== WHAT THE TASK REQUIRES ==
Here is a listing; work out how many of its lines contain the word "const", and state only that number.

>>

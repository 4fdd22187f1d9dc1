//! folio: command-line front end for the portfolio site core
//!
//! Drives the localization store and the timeline calculator for content
//! authors: translate keys, switch the saved site language, check that both
//! catalogs define the same keys, and preview timeline progress.

mod commands;
mod config;
mod project;

use anyhow::{bail, Result};
use chrono::NaiveDate;
use clap::{Parser, Subcommand};
use folio_i18n::{Locale, LocaleStore};
use folio_theme::{ColorScheme, ThemeState};
use folio_timeline::{compute_progress, compute_progress_now, Timeline};
use std::path::PathBuf;
use tracing_subscriber::EnvFilter;

use crate::config::FolioConfig;

#[derive(Parser)]
#[command(name = "folio")]
#[command(version)]
#[command(about = "Localization and timeline tooling for the portfolio site")]
#[command(long_about = None)]
struct Cli {
    /// Configuration file (default: ./folio.toml if present)
    #[arg(long, global = true, value_name = "PATH")]
    config: Option<PathBuf>,

    /// Preference file holding the saved language
    #[arg(long, global = true, value_name = "PATH")]
    prefs: Option<PathBuf>,

    #[command(subcommand)]
    command: Commands,
}

#[derive(Subcommand)]
enum Commands {
    /// Create folio.toml and a sample timeline
    Init {
        /// Target directory
        #[arg(value_name = "PATH", default_value = ".")]
        path: PathBuf,

        /// Site name
        #[arg(short, long, default_value = "portfolio")]
        name: String,
    },

    /// Resolve a translation key
    Translate {
        /// Dot-delimited key, e.g. contact.email.title
        #[arg(value_name = "KEY")]
        key: String,

        /// Locale to use instead of the saved one
        #[arg(short, long, value_enum)]
        locale: Option<LocaleArg>,
    },

    /// Show or change the saved site language
    Locale {
        #[command(subcommand)]
        action: Option<LocaleAction>,
    },

    /// Verify that every key exists in every locale
    Check,

    /// Print milestones in order with the progress fill
    Timeline {
        /// Milestone document (default: [timeline] data from the config)
        #[arg(value_name = "FILE")]
        file: Option<PathBuf>,

        /// Evaluate as of this date (YYYY-MM-DD) instead of today
        #[arg(long, value_name = "DATE")]
        today: Option<NaiveDate>,

        /// Emit JSON instead of text
        #[arg(long)]
        json: bool,
    },

    /// Print the palette as CSS variables
    Theme {
        /// Scheme to print (default: [theme] scheme from the config)
        #[arg(short, long, value_enum)]
        scheme: Option<SchemeArg>,
    },
}

#[derive(Subcommand)]
enum LocaleAction {
    /// Print the saved language
    Show,
    /// Save a language
    Set {
        #[arg(value_enum)]
        locale: LocaleArg,
    },
    /// Switch to the other language
    Toggle,
}

// CLI argument types
#[derive(Debug, Clone, Copy, clap::ValueEnum)]
enum LocaleArg {
    Pt,
    En,
}

impl From<LocaleArg> for Locale {
    fn from(arg: LocaleArg) -> Self {
        match arg {
            LocaleArg::Pt => Locale::Pt,
            LocaleArg::En => Locale::En,
        }
    }
}

#[derive(Debug, Clone, Copy, clap::ValueEnum)]
enum SchemeArg {
    Light,
    Dark,
}

impl From<SchemeArg> for ColorScheme {
    fn from(arg: SchemeArg) -> Self {
        match arg {
            SchemeArg::Light => ColorScheme::Light,
            SchemeArg::Dark => ColorScheme::Dark,
        }
    }
}

fn main() -> Result<()> {
    tracing_subscriber::fmt()
        .with_env_filter(
            EnvFilter::try_from_default_env().unwrap_or_else(|_| EnvFilter::new("info")),
        )
        .with_writer(std::io::stderr)
        .init();

    let cli = Cli::parse();
    let config = FolioConfig::load(cli.config.as_deref())?;

    match cli.command {
        Commands::Init { path, name } => {
            project::create_site(&path, &name)?;
            println!("Created {}", path.join(config::CONFIG_FILE).display());
        }

        Commands::Translate { key, locale } => {
            let tables = commands::load_tables(&config)?;
            let store = match locale {
                Some(l) => commands::ephemeral_store(l.into(), tables),
                None => LocaleStore::initialize(
                    commands::open_preferences(cli.prefs.as_deref(), &config),
                    tables,
                ),
            };
            println!("{}", store.translate(&key));
        }

        Commands::Locale { action } => {
            let store = LocaleStore::initialize(
                commands::open_preferences(cli.prefs.as_deref(), &config),
                commands::load_tables(&config)?,
            );
            match action.unwrap_or(LocaleAction::Show) {
                LocaleAction::Show => {}
                LocaleAction::Set { locale } => store.set_locale(locale.into()),
                LocaleAction::Toggle => {
                    store.toggle_locale();
                }
            }
            println!(
                "{} ({})",
                store.active_locale(),
                store.translate("language.current")
            );
        }

        Commands::Check => {
            let report = commands::load_tables(&config)?.parity();
            print!("{}", commands::render_parity(&report));
            if !report.is_consistent() {
                bail!("translation catalogs define different keys");
            }
        }

        Commands::Timeline { file, today, json } => {
            let path = file.unwrap_or_else(|| config.timeline.data.clone());
            let timeline = Timeline::load(&path)?;
            let progress = match today {
                Some(day) => compute_progress(timeline.milestones(), day),
                None => compute_progress_now(timeline.milestones()),
            };

            if json {
                println!("{}", commands::timeline_json(&progress)?);
            } else {
                let store = LocaleStore::initialize(
                    commands::open_preferences(cli.prefs.as_deref(), &config),
                    commands::load_tables(&config)?,
                );
                print!("{}", commands::render_timeline(&progress, &store));
            }
        }

        Commands::Theme { scheme } => {
            let scheme = scheme.map(ColorScheme::from).unwrap_or(config.theme.scheme);
            print!("{}", ThemeState::new(scheme).to_css());
        }
    }

    Ok(())
}
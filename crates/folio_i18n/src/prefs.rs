//! Persisted user preferences.
//!
//! The site keeps exactly one persisted scalar, the language tag under
//! [`LANGUAGE_KEY`]. Storage sits behind [`PreferenceStore`] so the store can
//! run against a file on disk or against memory in tests.

use std::collections::HashMap;
use std::fs;
use std::path::{Path, PathBuf};
use std::sync::{Arc, Mutex, PoisonError};

use crate::I18nError;

/// Fixed key under which the active locale is persisted.
pub const LANGUAGE_KEY: &str = "language";

const APP_DIR: &str = "folio";
const PREFS_FILE: &str = "preferences.toml";

/// Key-value storage for user preferences.
pub trait PreferenceStore: Send + Sync {
    /// Read a value. `Ok(None)` when the key was never written.
    fn load(&self, key: &str) -> Result<Option<String>, I18nError>;

    /// Write a value, replacing any previous one.
    fn save(&self, key: &str, value: &str) -> Result<(), I18nError>;
}

impl<P: PreferenceStore + ?Sized> PreferenceStore for Box<P> {
    fn load(&self, key: &str) -> Result<Option<String>, I18nError> {
        (**self).load(key)
    }

    fn save(&self, key: &str, value: &str) -> Result<(), I18nError> {
        (**self).save(key, value)
    }
}

/// In-memory preferences. Clones share the same underlying map, so a test can
/// keep a handle and inspect what a store persisted.
#[derive(Clone, Debug, Default)]
pub struct MemoryPreferences {
    values: Arc<Mutex<HashMap<String, String>>>,
}

impl MemoryPreferences {
    pub fn new() -> Self {
        Self::default()
    }

    /// Preferences pre-populated with one value.
    pub fn with(key: &str, value: &str) -> Self {
        let prefs = Self::new();
        prefs.entries().insert(key.to_string(), value.to_string());
        prefs
    }

    pub fn get(&self, key: &str) -> Option<String> {
        self.entries().get(key).cloned()
    }

    fn entries(&self) -> std::sync::MutexGuard<'_, HashMap<String, String>> {
        self.values.lock().unwrap_or_else(PoisonError::into_inner)
    }
}

impl PreferenceStore for MemoryPreferences {
    fn load(&self, key: &str) -> Result<Option<String>, I18nError> {
        Ok(self.get(key))
    }

    fn save(&self, key: &str, value: &str) -> Result<(), I18nError> {
        self.entries().insert(key.to_string(), value.to_string());
        Ok(())
    }
}

/// Preferences stored as a flat TOML table, e.g. `language = "en"`.
#[derive(Clone, Debug)]
pub struct FilePreferences {
    path: PathBuf,
}

impl FilePreferences {
    pub fn new(path: impl Into<PathBuf>) -> Self {
        Self { path: path.into() }
    }

    /// `<config dir>/folio/preferences.toml`, if the platform has a config dir.
    pub fn default_location() -> Option<Self> {
        dirs::config_dir().map(|mut path| {
            path.push(APP_DIR);
            path.push(PREFS_FILE);
            Self::new(path)
        })
    }

    pub fn path(&self) -> &Path {
        &self.path
    }

    fn read_table(&self) -> Result<Option<toml::Table>, I18nError> {
        if !self.path.exists() {
            return Ok(None);
        }
        let content = fs::read_to_string(&self.path).map_err(|source| I18nError::PreferenceIo {
            path: self.path.clone(),
            source,
        })?;
        content
            .parse::<toml::Table>()
            .map(Some)
            .map_err(|e| I18nError::PreferenceFormat {
                path: self.path.clone(),
                msg: e.to_string(),
            })
    }
}

impl PreferenceStore for FilePreferences {
    fn load(&self, key: &str) -> Result<Option<String>, I18nError> {
        let Some(table) = self.read_table()? else {
            return Ok(None);
        };
        match table.get(key) {
            None => Ok(None),
            Some(toml::Value::String(s)) => Ok(Some(s.clone())),
            Some(other) => Err(I18nError::PreferenceFormat {
                path: self.path.clone(),
                msg: format!("`{key}` must be a string, found {}", other.type_str()),
            }),
        }
    }

    fn save(&self, key: &str, value: &str) -> Result<(), I18nError> {
        // A corrupt file is overwritten rather than blocking the write.
        let mut table = self.read_table().ok().flatten().unwrap_or_default();
        table.insert(key.to_string(), toml::Value::String(value.to_string()));

        let io_err = |source| I18nError::PreferenceIo {
            path: self.path.clone(),
            source,
        };
        if let Some(parent) = self.path.parent() {
            fs::create_dir_all(parent).map_err(io_err)?;
        }
        let content = toml::to_string(&table).map_err(|e| I18nError::PreferenceFormat {
            path: self.path.clone(),
            msg: e.to_string(),
        })?;
        fs::write(&self.path, content).map_err(io_err)
    }
}

#[cfg(test)]
mod tests {
    use super::*;
    use pretty_assertions::assert_eq;

    #[test]
    fn memory_clones_share_values() {
        let a = MemoryPreferences::new();
        let b = a.clone();
        a.save(LANGUAGE_KEY, "en").unwrap();
        assert_eq!(b.load(LANGUAGE_KEY).unwrap(), Some("en".to_string()));
    }

    #[test]
    fn file_missing_is_absent() {
        let dir = tempfile::tempdir().unwrap();
        let prefs = FilePreferences::new(dir.path().join("nope.toml"));
        assert_eq!(prefs.load(LANGUAGE_KEY).unwrap(), None);
    }

    #[test]
    fn file_round_trip_creates_parent_dirs() {
        let dir = tempfile::tempdir().unwrap();
        let path = dir.path().join("nested").join(PREFS_FILE);
        let prefs = FilePreferences::new(&path);

        prefs.save(LANGUAGE_KEY, "en").unwrap();
        prefs.save(LANGUAGE_KEY, "pt").unwrap();

        assert_eq!(prefs.load(LANGUAGE_KEY).unwrap(), Some("pt".to_string()));
        let raw = fs::read_to_string(&path).unwrap();
        assert_eq!(raw.trim(), "language = \"pt\"");
    }

    #[test]
    fn file_keeps_unrelated_keys() {
        let dir = tempfile::tempdir().unwrap();
        let path = dir.path().join(PREFS_FILE);
        fs::write(&path, "other = 1\n").unwrap();

        let prefs = FilePreferences::new(&path);
        prefs.save(LANGUAGE_KEY, "en").unwrap();

        let table: toml::Table = fs::read_to_string(&path).unwrap().parse().unwrap();
        assert_eq!(table.get("other"), Some(&toml::Value::Integer(1)));
        assert_eq!(table.get(LANGUAGE_KEY), Some(&toml::Value::String("en".into())));
    }

    #[test]
    fn corrupt_file_is_an_error_on_load_but_not_on_save() {
        let dir = tempfile::tempdir().unwrap();
        let path = dir.path().join(PREFS_FILE);
        fs::write(&path, "language = [unterminated").unwrap();

        let prefs = FilePreferences::new(&path);
        assert!(matches!(
            prefs.load(LANGUAGE_KEY),
            Err(I18nError::PreferenceFormat { .. })
        ));

        prefs.save(LANGUAGE_KEY, "en").unwrap();
        assert_eq!(prefs.load(LANGUAGE_KEY).unwrap(), Some("en".to_string()));
    }
}
//! Folio certification timeline
//!
//! Milestones (certifications, courses, trainings) arrive as an unordered JSON
//! document. This crate loads them and derives what the timeline view draws:
//! the chronological order and how far the progress bar is filled.
//!
//! ```rust,ignore
//! use folio_timeline::{compute_progress_now, Timeline};
//!
//! let timeline = Timeline::from_json(&body)?;
//! let progress = compute_progress_now(timeline.milestones());
//! println!("{:.0}%", progress.percent());
//! ```

mod error;
mod milestone;
mod progress;

pub use error::TimelineError;
pub use milestone::{Milestone, MilestoneStatus, Timeline};
pub use progress::{compute_progress, compute_progress_now, StatusCounts, TimelineProgress};
use std::fmt;
use std::str::FromStr;

use serde::{Deserialize, Serialize};

/// Light or dark variant of the site palette.
#[derive(Clone, Copy, Debug, Default, Hash, Eq, PartialEq, Serialize, Deserialize)]
#[serde(rename_all = "lowercase")]
pub enum ColorScheme {
    #[default]
    Light,
    Dark,
}

impl ColorScheme {
    pub fn toggle(self) -> Self {
        match self {
            ColorScheme::Light => ColorScheme::Dark,
            ColorScheme::Dark => ColorScheme::Light,
        }
    }

    pub fn as_str(self) -> &'static str {
        match self {
            ColorScheme::Light => "light",
            ColorScheme::Dark => "dark",
        }
    }
}

impl fmt::Display for ColorScheme {
    fn fmt(&self, f: &mut fmt::Formatter<'_>) -> fmt::Result {
        f.write_str(self.as_str())
    }
}

impl FromStr for ColorScheme {
    type Err = String;

    fn from_str(s: &str) -> Result<Self, Self::Err> {
        match s.trim().to_ascii_lowercase().as_str() {
            "light" => Ok(ColorScheme::Light),
            "dark" => Ok(ColorScheme::Dark),
            other => Err(format!("unknown color scheme `{other}` (expected light or dark)")),
        }
    }
}
use std::fmt;
use std::str::FromStr;

use thiserror::Error;

/// Normalize locale identifiers to a canonical-ish form for lookup.
///
/// - Converts `_` to `-` (browsers and OS settings disagree on `pt_BR` vs `pt-BR`).
/// - Trims whitespace and lowercases.
pub fn normalize_locale(s: &str) -> String {
    s.trim().replace('_', "-").to_ascii_lowercase()
}

/// A supported site language.
#[derive(Clone, Copy, Debug, Default, Hash, Eq, PartialEq, Ord, PartialOrd)]
pub enum Locale {
    /// Portuguese; the default when nothing else is known.
    #[default]
    Pt,
    En,
}

impl Locale {
    pub const ALL: [Locale; 2] = [Locale::Pt, Locale::En];

    /// Storage/wire tag: `"pt"` or `"en"`.
    pub fn code(self) -> &'static str {
        match self {
            Locale::Pt => "pt",
            Locale::En => "en",
        }
    }

    /// Recognize a tag, ignoring case, separators and region subtags.
    ///
    /// `pt`, `PT`, `pt-BR` and `pt_PT` all map to [`Locale::Pt`].
    pub fn from_tag(tag: &str) -> Option<Self> {
        let norm = normalize_locale(tag);
        match norm.split('-').next() {
            Some("pt") => Some(Locale::Pt),
            Some("en") => Some(Locale::En),
            _ => None,
        }
    }

    /// The opposite locale.
    ///
    /// Only meaningful while exactly two locales are supported; adding a
    /// third requires callers to pick an explicit target instead.
    pub fn other(self) -> Self {
        match self {
            Locale::Pt => Locale::En,
            Locale::En => Locale::Pt,
        }
    }
}

impl fmt::Display for Locale {
    fn fmt(&self, f: &mut fmt::Formatter<'_>) -> fmt::Result {
        f.write_str(self.code())
    }
}

#[derive(Debug, Error, PartialEq, Eq)]
#[error("unsupported locale `{0}` (expected `pt` or `en`)")]
pub struct UnknownLocale(pub String);

impl FromStr for Locale {
    type Err = UnknownLocale;

    fn from_str(s: &str) -> Result<Self, Self::Err> {
        Locale::from_tag(s).ok_or_else(|| UnknownLocale(s.to_string()))
    }
}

<<

== SOLUTION FOR THIS PROBLEM ==
4